Yes, this site still exists, and although I haven't seen your
slide, I'd bet the place still looks the same. The scene is at the base of
the dam holding back the Mohawk River to form Delta Reservoir in Rome.
The aqueduct (beautiful architecture) over the river should still be standing, too,
along with parts of at the locks. The aqueduct and locks are not part of
the canal system now and is dry & overgrown, and the aqueduct is in fact not
connected at either end (you can't get up on it).
Boy, I'd love to see this view, any chance of scanning it & putting it up
on the photo-3D site? I have an antique postcard of the site as well as
some mono photos I've taken- didn't know about weight-shift-3D technique back then.
I don't have a photo of the entire site at once, though; it was too
large a site and overgrown with large trees, etc. to get a good picture).

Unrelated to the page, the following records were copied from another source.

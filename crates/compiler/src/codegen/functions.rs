//! Built-in function emitters
//!
//! Selection and bitwise helpers stay on the stack; transcendentals expand
//! to polynomial approximations over the float opcodes (Horner form, with
//! explicit range reduction where one is possible in straight-line code);
//! string-producing functions build their result in the per-program scratch
//! buffer and evaluate to its address, using emitted byte-copy loops over
//! the indirect memory opcodes.
//!
//! Emitters assume argument expressions are free of side effects; a handful
//! re-evaluate nothing and keep everything on the stack or in the scratch
//! index cells.

use super::CodeGen;
use crate::ast::{DataType, Expression};
use crate::builtins::{BuiltinFunction, FunctionKind};
use crate::error::Diagnostic;
use zplc_core::memory::WATCHDOG_CELL;

/// sin(t) = t·P(t²) on [-π, π].
const SIN_COEFFS: [f32; 5] = [
    2.755_731_9e-6,  // 1/9!
    -1.984_127e-4,   // -1/7!
    8.333_334e-3,    // 1/5!
    -0.166_666_67,   // -1/3!
    1.0,
];

/// atan(t) = t·P(t²) on [-1, 1].
const ATAN_COEFFS: [f32; 5] = [0.106_562_6, -0.142_089, 0.199_935_5, -0.333_331_5, 1.0];

/// ln(x) = 2t·P(t²), t = (x−1)/(x+1).
const LN_COEFFS: [f32; 5] = [
    0.111_111_11, // 1/9
    0.142_857_14, // 1/7
    0.2,          // 1/5
    0.333_333_34, // 1/3
    1.0,
];

/// exp(x) = P(x), coefficients 1/9! … 1/0!.
const EXP_COEFFS: [f32; 10] = [
    2.755_731_9e-6,
    2.480_158_7e-5,
    1.984_127e-4,
    1.388_888_9e-3,
    8.333_334e-3,
    4.166_666_8e-2,
    0.166_666_67,
    0.5,
    1.0,
    1.0,
];

const LOG10_E: f32 = 0.434_294_48;
const PI: f32 = std::f32::consts::PI;
const HALF_PI: f32 = std::f32::consts::FRAC_PI_2;
const TAU: f32 = std::f32::consts::TAU;
const INV_TAU: f32 = 1.0 / std::f32::consts::TAU;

I stumbled on this amazing place by accident while working in Rome
~10 years ago. At that time it was not developed as a park or anything (nor had
the terrain layout to support one- it's pretty much jammed into a tiny but
steep valley); you have to go out of your way to find it, in fact.
There are large stone tablets lining the shore at the bottom of
the dam (put there by the dam engineers, no doubt), and they are remarkable in
that some have ancient fossilized ripple marks in them.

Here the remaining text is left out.